Trying to explain the difference between commentary and vandalism

Bob Garfield

Why do people kill themselves? Schizophrenia. Depression. Despair. Agony. Shame. Who can say?

I didn’t know Paul Tilley, the DDB creative executive who committed suicide a week ago, and I would never presume to divine what was going on in his life, much less his head, when he jumped from a Chicago hotel room to his death. But I do know this: in his last days, whatever else was tormenting him, he was also under professional and personal attack from persons unknown – most of them, presumably, subordinates – who used the shield of internet anonymity to mercilessly disparage him.

They called him untalented. They called him autocratic. They called him ugly names. And, with a bitterness and sanctimony unleavened by human tragedy, they continue to do so. Because they can.

They can because the blogosphere is immature and uncivilized, subject to none of the norms of decorum, ethics and basic human decency that govern conduct in polite society. Yes, of course, it is also a revolutionary medium of expression, the ultimate free market of ideas.

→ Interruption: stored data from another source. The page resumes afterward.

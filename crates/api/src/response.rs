//! Shared response envelope types.
//!
//! Every successful procedure call answers with a `{ "data": ... }`
//! envelope. Use [`DataResponse`] instead of ad-hoc
//! `serde_json::json!({ "data": ... })`.

use serde::{Deserialize, Serialize};

/// Standard `{ "data": T }` response envelope.
#[derive(Debug, Serialize)]
pub struct DataResponse<T: Serialize> {
    pub data: T,
}

/// Output of the delete procedures. Always `{ "success": true }`.
#[derive(Debug, Clone, Copy, PartialEq, Eq, Serialize, Deserialize)]
pub struct SuccessResponse {
    pub success: bool,
}

impl SuccessResponse {
    pub const OK: Self = Self { success: true };
}

/// Output of the `healthcheck` procedure.
#[derive(Debug, Clone, Serialize, Deserialize)]
pub struct HealthcheckResponse {
    pub status: String,
    /// RFC 3339 time at which the check ran.
    pub timestamp: String,
}

/// Body of `GET /health`: the liveness answer plus storage reachability.
#[derive(Debug, Clone, Serialize)]
pub struct HealthReport {
    #[serde(flatten)]
    pub liveness: HealthcheckResponse,
    pub version: &'static str,
    pub db_healthy: bool,
}
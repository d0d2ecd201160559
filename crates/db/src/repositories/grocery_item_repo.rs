//! Repository for the `grocery_items` table.

use grocery_core::types::DbId;
use sqlx::PgPool;

use crate::models::grocery_item::{GroceryItem, UpdateGroceryItem};

/// Column list for grocery_items queries.
const COLUMNS: &str = "id, name, category_id, purchased, created_at";

/// Provides CRUD operations for grocery items.
pub struct GroceryItemRepo;

impl GroceryItemRepo {
    /// List all grocery items in insertion order.
    pub async fn list(pool: &PgPool) -> Result<Vec<GroceryItem>, sqlx::Error> {
        let query = format!("SELECT {COLUMNS} FROM grocery_items ORDER BY id ASC");
        sqlx::query_as::<_, GroceryItem>(&query).fetch_all(pool).await
    }

    /// Find a grocery item by its ID.
    pub async fn find_by_id(pool: &PgPool, id: DbId) -> Result<Option<GroceryItem>, sqlx::Error> {
        let query = format!("SELECT {COLUMNS} FROM grocery_items WHERE id = $1");
        sqlx::query_as::<_, GroceryItem>(&query)
            .bind(id)
            .fetch_optional(pool)
            .await
    }

    /// Create a new, unpurchased grocery item.
    ///
    /// Fails with a foreign key violation (SQLSTATE 23503) when
    /// `category_id` does not name an existing category.
    pub async fn create(
        pool: &PgPool,
        name: &str,
        category_id: DbId,
    ) -> Result<GroceryItem, sqlx::Error> {
        let query = format!(
            "INSERT INTO grocery_items (name, category_id)
             VALUES ($1, $2)
             RETURNING {COLUMNS}"
        );
        sqlx::query_as::<_, GroceryItem>(&query)
            .bind(name)
            .bind(category_id)
            .fetch_one(pool)
            .await
    }

    /// Apply a partial update, returning the updated row.
    ///
    /// Only the fields set in `input` are written. Returns `None` if no row
    /// has that ID.
    pub async fn update(
        pool: &PgPool,
        id: DbId,
        input: &UpdateGroceryItem,
    ) -> Result<Option<GroceryItem>, sqlx::Error> {
        let query = format!(
            "UPDATE grocery_items SET
                name = COALESCE($2, name),
                category_id = COALESCE($3, category_id),
                purchased = COALESCE($4, purchased)
             WHERE id = $1
             RETURNING {COLUMNS}"
        );
        sqlx::query_as::<_, GroceryItem>(&query)
            .bind(id)
            .bind(&input.name)
            .bind(input.category_id)
            .bind(input.purchased)
            .fetch_optional(pool)
            .await
    }

    /// Delete a grocery item by ID. Returns `true` if a row was deleted.
    pub async fn delete(pool: &PgPool, id: DbId) -> Result<bool, sqlx::Error> {
        let result = sqlx::query("DELETE FROM grocery_items WHERE id = $1")
            .bind(id)
            .execute(pool)
            .await?;
        Ok(result.rows_affected() > 0)
    }
}
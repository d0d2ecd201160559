//! Procedure handlers.
//!
//! One async function per use case. Each takes the pool explicitly plus an
//! input that has already passed the schema in [`grocery_core::schema`],
//! calls the storage gateway and maps the outcome onto [`AppError`].
//!
//! [`AppError`]: crate::error::AppError

pub mod category;
pub mod grocery_item;
pub mod health;
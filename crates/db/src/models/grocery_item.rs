//! Grocery item model.

use grocery_core::types::{DbId, Timestamp};
use serde::{Deserialize, Serialize};
use sqlx::FromRow;

/// A row from the `grocery_items` table.
#[derive(Debug, Clone, PartialEq, Serialize, Deserialize, FromRow)]
pub struct GroceryItem {
    pub id: DbId,
    pub name: String,
    pub category_id: DbId,
    pub purchased: bool,
    pub created_at: Timestamp,
}

/// Partial update for a grocery item. `None` keeps the stored value.
#[derive(Debug, Clone, Default)]
pub struct UpdateGroceryItem {
    pub name: Option<String>,
    pub category_id: Option<DbId>,
    pub purchased: Option<bool>,
}
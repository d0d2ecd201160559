#![allow(dead_code)]

use axum::body::Body;
use axum::http::{Method, Request};
use axum::response::Response;
use axum::Router;
use http_body_util::BodyExt;
use percent_encoding::{utf8_percent_encode, NON_ALPHANUMERIC};
use sqlx::PgPool;
use tower::ServiceExt;

use grocery_api::config::{LogFormat, ServerConfig};
use grocery_api::router::build_app_router;
use grocery_api::state::AppState;

/// Build a test `ServerConfig` with safe defaults.
pub fn test_config() -> ServerConfig {
    ServerConfig {
        host: "127.0.0.1".to_string(),
        port: 0,
        cors_origins: vec!["http://localhost:5173".parse().unwrap()],
        request_timeout_secs: 30,
        database_url: String::new(),
        db_max_connections: 5,
        log_format: LogFormat::Text,
    }
}

/// Build the full application router, with all middleware, over `pool`.
pub fn build_test_app(pool: PgPool) -> Router {
    build_app_router(AppState { pool }, &test_config())
}

/// Send a GET request.
pub async fn get(app: Router, uri: &str) -> Response {
    app.oneshot(Request::get(uri).body(Body::empty()).unwrap())
        .await
        .unwrap()
}

/// Send a POST request with a raw body.
pub async fn post_raw(app: Router, uri: &str, body: impl Into<Body>) -> Response {
    app.oneshot(
        Request::builder()
            .method(Method::POST)
            .uri(uri)
            .header("content-type", "application/json")
            .body(body.into())
            .unwrap(),
    )
    .await
    .unwrap()
}

/// Send a POST request with a JSON body.
pub async fn post_json(app: Router, uri: &str, json: serde_json::Value) -> Response {
    post_raw(app, uri, serde_json::to_vec(&json).unwrap()).await
}

/// Call a procedure over POST.
pub async fn call(app: Router, procedure: &str, input: serde_json::Value) -> Response {
    post_json(app, &format!("/rpc/{procedure}"), input).await
}

/// Call a query procedure over GET, URL-encoding `input` into the query string.
pub async fn query(app: Router, procedure: &str, input: Option<serde_json::Value>) -> Response {
    let uri = match input {
        Some(input) => {
            let input = input.to_string();
            let encoded = utf8_percent_encode(&input, NON_ALPHANUMERIC);
            format!("/rpc/{procedure}?input={encoded}")
        }
        None => format!("/rpc/{procedure}"),
    };
    get(app, &uri).await
}

/// Collect the response body and parse it as JSON.
pub async fn body_json(response: Response) -> serde_json::Value {
    let bytes = response.into_body().collect().await.unwrap().to_bytes();
    serde_json::from_slice(&bytes).unwrap()
}
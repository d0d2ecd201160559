//! Repository for the `categories` table.

use grocery_core::types::DbId;
use sqlx::PgPool;

use crate::models::category::Category;

/// Column list for categories queries.
const COLUMNS: &str = "id, name, created_at";

/// Provides CRUD operations for categories.
pub struct CategoryRepo;

impl CategoryRepo {
    /// List all categories in insertion order.
    pub async fn list(pool: &PgPool) -> Result<Vec<Category>, sqlx::Error> {
        let query = format!("SELECT {COLUMNS} FROM categories ORDER BY id ASC");
        sqlx::query_as::<_, Category>(&query).fetch_all(pool).await
    }

    /// Find a category by its ID.
    pub async fn find_by_id(pool: &PgPool, id: DbId) -> Result<Option<Category>, sqlx::Error> {
        let query = format!("SELECT {COLUMNS} FROM categories WHERE id = $1");
        sqlx::query_as::<_, Category>(&query)
            .bind(id)
            .fetch_optional(pool)
            .await
    }

    /// Create a new category, returning the created row.
    pub async fn create(pool: &PgPool, name: &str) -> Result<Category, sqlx::Error> {
        let query = format!("INSERT INTO categories (name) VALUES ($1) RETURNING {COLUMNS}");
        sqlx::query_as::<_, Category>(&query)
            .bind(name)
            .fetch_one(pool)
            .await
    }

    /// Replace a category's name. Returns `None` if no row has that ID.
    pub async fn update(
        pool: &PgPool,
        id: DbId,
        name: &str,
    ) -> Result<Option<Category>, sqlx::Error> {
        let query = format!("UPDATE categories SET name = $2 WHERE id = $1 RETURNING {COLUMNS}");
        sqlx::query_as::<_, Category>(&query)
            .bind(id)
            .bind(name)
            .fetch_optional(pool)
            .await
    }

    /// Delete a category by ID. Returns `true` if a row was deleted.
    ///
    /// Items referencing the category are left in place.
    pub async fn delete(pool: &PgPool, id: DbId) -> Result<bool, sqlx::Error> {
        let result = sqlx::query("DELETE FROM categories WHERE id = $1")
            .bind(id)
            .execute(pool)
            .await?;
        Ok(result.rows_affected() > 0)
    }
}
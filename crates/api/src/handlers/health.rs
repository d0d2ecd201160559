//! Liveness procedure and the storage-aware health report.

use sqlx::PgPool;

use crate::response::{HealthReport, HealthcheckResponse};

/// healthcheck
///
/// Answers without touching the database; [`health_report`] covers that.
pub fn healthcheck() -> HealthcheckResponse {
    HealthcheckResponse {
        status: "ok".to_string(),
        timestamp: chrono::Utc::now().to_rfc3339_opts(chrono::SecondsFormat::Millis, true),
    }
}

/// Liveness plus a database ping. Status drops to `degraded` when the
/// ping fails.
pub async fn health_report(pool: &PgPool) -> HealthReport {
    let db_healthy = match grocery_db::health_check(pool).await {
        Ok(()) => true,
        Err(err) => {
            tracing::warn!(error = %err, "Database health check failed");
            false
        }
    };

    let mut liveness = healthcheck();
    if !db_healthy {
        liveness.status = "degraded".to_string();
    }

    HealthReport {
        liveness,
        version: env!("CARGO_PKG_VERSION"),
        db_healthy,
    }
}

Unfortunately, what it may be freest of, in its formative stages, is conscience. What passes online for opinion, analysis, criticism and commentary too often lacks logic, coherent argument, evidence, intellectual rigor or even simple honesty. It wallows instead in snide cheapshots and ad hominem bile, scurrilousness and schadenfreude, free-floating hostility and bullying disguised as wit. We’d like to imagine the internet as a tool for democracy and Platonic justice. But the blogosphere isn’t exactly Plato’s “Republic.” It too often “Lord of the Flies.” …….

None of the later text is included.